(Collected data entries)
------------------------------------------------

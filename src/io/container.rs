//! Binary scene payload.
//!
//! The payload is a sequence of sections, each `[count: u64 LE][count records]`,
//! in this order:
//!
//! | section               | record               | size |
//! |-----------------------|----------------------|------|
//! | bvh_nodes             | `PackedBvhNode`      | 40   |
//! | mesh_instances        | `CompiledInstance`   | 80   |
//! | material_nodes        | `MaterialNode`       | 64   |
//! | emissive_primitives   | `EmissivePrimitive`  | 80   |
//! | texture_data          | `u8`                 | 1    |
//! | texture_metadata      | `TextureMetadata`    | 24   |
//! | vertices              | `Vec4`               | 16   |
//! | normals               | `Vec4`               | 16   |
//! | uvs                   | `Vec2`               | 8    |
//! | material_indices      | `u32`                | 4    |
//!
//! followed by `scene_diffuse_mat_index: i32`, `scene_emissive_mat_index: i32`
//! and one `CompiledCamera` (192 bytes). Records are little-endian POD.

use std::io::{Cursor, Read};

use byteorder::{LittleEndian, ReadBytesExt, WriteBytesExt};
use bytemuck::Pod;

use crate::bvh::{BvhNode, PackedBvhNode};
use crate::scene::{CompiledCamera, Scene};
use crate::util::{Error, Result};

/// Appends sections to a payload buffer.
pub struct PayloadWriter {
    buf: Vec<u8>,
}

impl PayloadWriter {
    pub fn with_capacity(capacity: usize) -> Self {
        Self {
            buf: Vec::with_capacity(capacity),
        }
    }

    pub fn write_section<T: Pod>(&mut self, records: &[T]) -> Result<()> {
        self.buf.write_u64::<LittleEndian>(records.len() as u64)?;
        self.buf.extend_from_slice(bytemuck::cast_slice(records));
        Ok(())
    }

    pub fn write_i32(&mut self, value: i32) -> Result<()> {
        self.buf.write_i32::<LittleEndian>(value)?;
        Ok(())
    }

    pub fn write_record<T: Pod>(&mut self, record: &T) {
        self.buf.extend_from_slice(bytemuck::bytes_of(record));
    }

    pub fn into_inner(self) -> Vec<u8> {
        self.buf
    }
}

/// Reads sections back, reporting the offset of truncated data.
pub struct PayloadReader<'a> {
    cursor: Cursor<&'a [u8]>,
}

impl<'a> PayloadReader<'a> {
    pub fn new(data: &'a [u8]) -> Self {
        Self {
            cursor: Cursor::new(data),
        }
    }

    pub fn position(&self) -> u64 {
        self.cursor.position()
    }

    fn remaining(&self) -> u64 {
        let len = self.cursor.get_ref().len() as u64;
        len - self.position().min(len)
    }

    fn eof(&self) -> Error {
        Error::UnexpectedEof(self.position())
    }

    pub fn read_i32(&mut self) -> Result<i32> {
        let pos = self.position();
        self.cursor
            .read_i32::<LittleEndian>()
            .map_err(|_| Error::UnexpectedEof(pos))
    }

    pub fn read_u64(&mut self) -> Result<u64> {
        let pos = self.position();
        self.cursor
            .read_u64::<LittleEndian>()
            .map_err(|_| Error::UnexpectedEof(pos))
    }

    fn read_bytes(&mut self, len: u64) -> Result<Vec<u8>> {
        if len > self.remaining() {
            return Err(self.eof());
        }
        let mut bytes = vec![0u8; len as usize];
        self.cursor.read_exact(&mut bytes).map_err(|_| self.eof())?;
        Ok(bytes)
    }

    pub fn read_section<T: Pod>(&mut self, what: &str) -> Result<Vec<T>> {
        let count = self.read_u64()?;
        let len = count
            .checked_mul(std::mem::size_of::<T>() as u64)
            .ok_or_else(|| Error::corrupt(format!("{what}: record count {count} overflows")))?;
        if len > self.remaining() {
            return Err(self.eof());
        }
        let bytes = self.read_bytes(len)?;
        Ok(bytemuck::pod_collect_to_vec(&bytes))
    }

    pub fn read_record<T: Pod>(&mut self) -> Result<T> {
        let bytes = self.read_bytes(std::mem::size_of::<T>() as u64)?;
        Ok(bytemuck::pod_read_unaligned(&bytes))
    }

    pub fn finish(self) -> Result<()> {
        match self.remaining() {
            0 => Ok(()),
            n => Err(Error::corrupt(format!("{n} trailing bytes after camera"))),
        }
    }
}

/// Serialize `scene` into an uncompressed payload.
pub fn encode_payload(scene: &Scene) -> Result<Vec<u8>> {
    let packed: Vec<PackedBvhNode> = scene.bvh_nodes.iter().map(BvhNode::to_packed).collect();

    let capacity = std::mem::size_of_val(packed.as_slice())
        + std::mem::size_of_val(scene.mesh_instances.as_slice())
        + std::mem::size_of_val(scene.material_nodes.as_slice())
        + std::mem::size_of_val(scene.emissive_primitives.as_slice())
        + scene.texture_data.len()
        + std::mem::size_of_val(scene.texture_metadata.as_slice())
        + std::mem::size_of_val(scene.vertices.as_slice())
        + std::mem::size_of_val(scene.normals.as_slice())
        + std::mem::size_of_val(scene.uvs.as_slice())
        + std::mem::size_of_val(scene.material_indices.as_slice())
        + 10 * 8
        + 8
        + std::mem::size_of::<CompiledCamera>();

    let mut w = PayloadWriter::with_capacity(capacity);
    w.write_section(&packed)?;
    w.write_section(&scene.mesh_instances)?;
    w.write_section(&scene.material_nodes)?;
    w.write_section(&scene.emissive_primitives)?;
    w.write_section(&scene.texture_data)?;
    w.write_section(&scene.texture_metadata)?;
    w.write_section(&scene.vertices)?;
    w.write_section(&scene.normals)?;
    w.write_section(&scene.uvs)?;
    w.write_section(&scene.material_indices)?;
    w.write_i32(scene.scene_diffuse_mat_index)?;
    w.write_i32(scene.scene_emissive_mat_index)?;
    w.write_record(&scene.camera);
    Ok(w.into_inner())
}

/// Parse an uncompressed payload.
///
/// The decoded scene must pass [`Scene::validate`]; a violation is reported
/// as a corrupt container.
pub fn decode_payload(data: &[u8]) -> Result<Scene> {
    let mut r = PayloadReader::new(data);

    let bvh_nodes = r
        .read_section::<PackedBvhNode>("bvh_nodes")?
        .iter()
        .map(BvhNode::from_packed)
        .collect::<Result<Vec<_>>>()?;

    let scene = Scene {
        bvh_nodes,
        mesh_instances: r.read_section("mesh_instances")?,
        material_nodes: r.read_section("material_nodes")?,
        emissive_primitives: r.read_section("emissive_primitives")?,
        texture_data: r.read_section("texture_data")?,
        texture_metadata: r.read_section("texture_metadata")?,
        vertices: r.read_section("vertices")?,
        normals: r.read_section("normals")?,
        uvs: r.read_section("uvs")?,
        material_indices: r.read_section("material_indices")?,
        scene_diffuse_mat_index: r.read_i32()?,
        scene_emissive_mat_index: r.read_i32()?,
        camera: r.read_record()?,
    };
    r.finish()?;
    scene.validate().map_err(|e| match e {
        Error::InvalidScene(msg) => Error::corrupt(msg),
        other => other,
    })?;
    Ok(scene)
}

#[cfg(test)]
mod tests {
    use super::*;
    use crate::bvh::NodeKind;
    use crate::material::{BxdfType, MaterialNode};
    use crate::util::{BBox3f, Vec2, Vec3, Vec4};

    fn scene() -> Scene {
        Scene {
            bvh_nodes: vec![BvhNode::new(
                BBox3f::new(Vec3::ZERO, Vec3::ONE),
                NodeKind::PrimitiveLeaf { offset: 0, count: 1 },
            )],
            vertices: vec![Vec4::ZERO, Vec4::X, Vec4::Y],
            normals: vec![Vec4::Z; 3],
            uvs: vec![Vec2::ZERO, Vec2::X, Vec2::Y],
            material_indices: vec![0],
            material_nodes: vec![MaterialNode::bxdf(BxdfType::Emissive)],
            texture_data: vec![1, 2, 3, 4],
            scene_emissive_mat_index: 0,
            ..Default::default()
        }
    }

    #[test]
    fn test_payload_layout() {
        let payload = encode_payload(&scene()).unwrap();
        // First section: one 40-byte node.
        assert_eq!(&payload[..8], &1u64.to_le_bytes());
        let expected = 10 * 8 + 40 + 64 + 4 + 3 * 16 * 2 + 3 * 8 + 4 + 8 + 192;
        assert_eq!(payload.len(), expected);
    }

    #[test]
    fn test_payload_roundtrip() {
        let s = scene();
        assert_eq!(decode_payload(&encode_payload(&s).unwrap()).unwrap(), s);
    }

    #[test]
    fn test_truncated_payload() {
        let payload = encode_payload(&scene()).unwrap();
        let err = decode_payload(&payload[..payload.len() - 1]).unwrap_err();
        assert!(matches!(err, Error::UnexpectedEof(_)));

        let err = decode_payload(&payload[..4]).unwrap_err();
        assert!(matches!(err, Error::UnexpectedEof(0)));
    }

    #[test]
    fn test_huge_count_rejected() {
        let mut payload = encode_payload(&scene()).unwrap();
        payload[..8].copy_from_slice(&u64::MAX.to_le_bytes());
        assert!(matches!(decode_payload(&payload), Err(Error::CorruptContainer(_))));
        payload[..8].copy_from_slice(&1_000_000u64.to_le_bytes());
        assert!(matches!(decode_payload(&payload), Err(Error::UnexpectedEof(8))));
    }

    #[test]
    fn test_trailing_bytes_rejected() {
        let mut payload = encode_payload(&scene()).unwrap();
        payload.push(0);
        assert!(matches!(decode_payload(&payload), Err(Error::CorruptContainer(_))));
    }

    #[test]
    fn test_bad_node_tag_rejected() {
        let mut payload = encode_payload(&scene()).unwrap();
        // tag sits after the count and the three min floats
        payload[8 + 12..8 + 16].copy_from_slice(&9u32.to_le_bytes());
        assert!(matches!(decode_payload(&payload), Err(Error::CorruptContainer(_))));
    }

    #[test]
    fn test_structurally_invalid_scene_rejected() {
        let mut cyclic = scene();
        cyclic.bvh_nodes[0].kind = NodeKind::Internal { left: 0, right: 0 };
        let err = decode_payload(&encode_payload(&cyclic).unwrap()).unwrap_err();
        assert!(matches!(err, Error::CorruptContainer(_)));
        assert!(err.to_string().contains("cycle in BVH"), "{err}");

        let mut out_of_range = scene();
        out_of_range.material_nodes[0].slots[0] = 5;
        let err = decode_payload(&encode_payload(&out_of_range).unwrap()).unwrap_err();
        assert!(matches!(err, Error::CorruptContainer(_)));
    }
}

------------------------------------------------

> **TASK DESCRIPTION**
In the lines above, spot each one that contains the word "NodeKind" and copy it.

> **EXERCISE SOLUTION**
    use crate::bvh::NodeKind;
                NodeKind::PrimitiveLeaf { offset: 0, count: 1 },
        cyclic.bvh_nodes[0].kind = NodeKind::Internal { left: 0, right: 0 };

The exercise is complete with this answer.